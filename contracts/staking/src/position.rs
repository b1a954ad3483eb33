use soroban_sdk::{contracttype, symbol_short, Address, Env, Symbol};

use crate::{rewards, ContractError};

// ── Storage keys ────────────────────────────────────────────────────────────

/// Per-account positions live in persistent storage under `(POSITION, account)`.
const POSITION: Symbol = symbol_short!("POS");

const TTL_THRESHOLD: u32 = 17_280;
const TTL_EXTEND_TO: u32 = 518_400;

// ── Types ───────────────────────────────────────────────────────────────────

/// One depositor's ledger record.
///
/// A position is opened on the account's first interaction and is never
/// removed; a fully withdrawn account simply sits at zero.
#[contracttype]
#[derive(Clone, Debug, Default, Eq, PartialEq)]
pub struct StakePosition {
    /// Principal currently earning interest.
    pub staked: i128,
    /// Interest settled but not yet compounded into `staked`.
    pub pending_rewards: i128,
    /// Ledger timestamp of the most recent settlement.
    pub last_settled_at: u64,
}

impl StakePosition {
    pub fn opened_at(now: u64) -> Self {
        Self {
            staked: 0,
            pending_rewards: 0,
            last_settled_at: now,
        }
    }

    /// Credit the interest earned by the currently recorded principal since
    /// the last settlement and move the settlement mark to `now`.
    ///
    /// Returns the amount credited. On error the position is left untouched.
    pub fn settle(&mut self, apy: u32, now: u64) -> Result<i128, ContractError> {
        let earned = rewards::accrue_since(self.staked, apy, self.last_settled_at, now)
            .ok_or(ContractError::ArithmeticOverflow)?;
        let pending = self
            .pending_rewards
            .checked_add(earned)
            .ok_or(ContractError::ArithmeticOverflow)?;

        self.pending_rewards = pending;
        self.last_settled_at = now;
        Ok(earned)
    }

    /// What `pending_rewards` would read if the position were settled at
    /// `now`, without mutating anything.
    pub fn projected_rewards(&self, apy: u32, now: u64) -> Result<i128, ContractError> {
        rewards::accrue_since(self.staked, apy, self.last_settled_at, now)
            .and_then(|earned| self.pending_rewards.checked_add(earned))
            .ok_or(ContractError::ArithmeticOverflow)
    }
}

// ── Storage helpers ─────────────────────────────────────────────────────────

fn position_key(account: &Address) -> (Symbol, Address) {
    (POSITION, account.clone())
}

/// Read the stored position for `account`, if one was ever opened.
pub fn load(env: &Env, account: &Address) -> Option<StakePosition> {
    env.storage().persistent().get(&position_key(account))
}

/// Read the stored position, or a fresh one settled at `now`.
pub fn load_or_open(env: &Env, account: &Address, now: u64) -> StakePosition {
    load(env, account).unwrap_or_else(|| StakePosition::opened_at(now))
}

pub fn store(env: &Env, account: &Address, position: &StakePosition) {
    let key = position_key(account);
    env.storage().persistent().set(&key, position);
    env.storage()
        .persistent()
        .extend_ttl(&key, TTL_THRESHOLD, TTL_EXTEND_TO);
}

++++++++

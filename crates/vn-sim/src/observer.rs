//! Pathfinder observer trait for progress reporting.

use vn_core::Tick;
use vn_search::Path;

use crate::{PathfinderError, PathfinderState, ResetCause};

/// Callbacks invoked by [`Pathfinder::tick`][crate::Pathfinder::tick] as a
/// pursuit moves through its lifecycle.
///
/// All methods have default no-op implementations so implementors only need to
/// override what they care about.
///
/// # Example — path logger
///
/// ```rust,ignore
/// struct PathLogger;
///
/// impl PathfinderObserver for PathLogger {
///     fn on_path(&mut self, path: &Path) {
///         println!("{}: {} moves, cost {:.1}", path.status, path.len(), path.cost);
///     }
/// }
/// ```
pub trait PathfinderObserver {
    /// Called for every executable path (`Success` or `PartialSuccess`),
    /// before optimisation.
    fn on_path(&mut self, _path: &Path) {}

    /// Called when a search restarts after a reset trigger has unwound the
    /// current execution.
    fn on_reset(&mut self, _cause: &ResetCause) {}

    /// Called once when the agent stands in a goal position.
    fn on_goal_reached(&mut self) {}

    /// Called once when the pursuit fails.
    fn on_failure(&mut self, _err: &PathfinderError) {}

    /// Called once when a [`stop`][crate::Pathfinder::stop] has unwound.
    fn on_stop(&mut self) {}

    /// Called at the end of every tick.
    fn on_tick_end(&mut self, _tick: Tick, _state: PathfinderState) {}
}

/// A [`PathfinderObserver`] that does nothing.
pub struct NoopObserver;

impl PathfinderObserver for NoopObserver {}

++++++++

(Task brief): Every line above that holds "once" should be copied out.

(Solution to this problem):
    /// Called once when the agent stands in a goal position.
    /// Called once when the pursuit fails.
    /// Called once when a [`stop`][crate::Pathfinder::stop] has unwound.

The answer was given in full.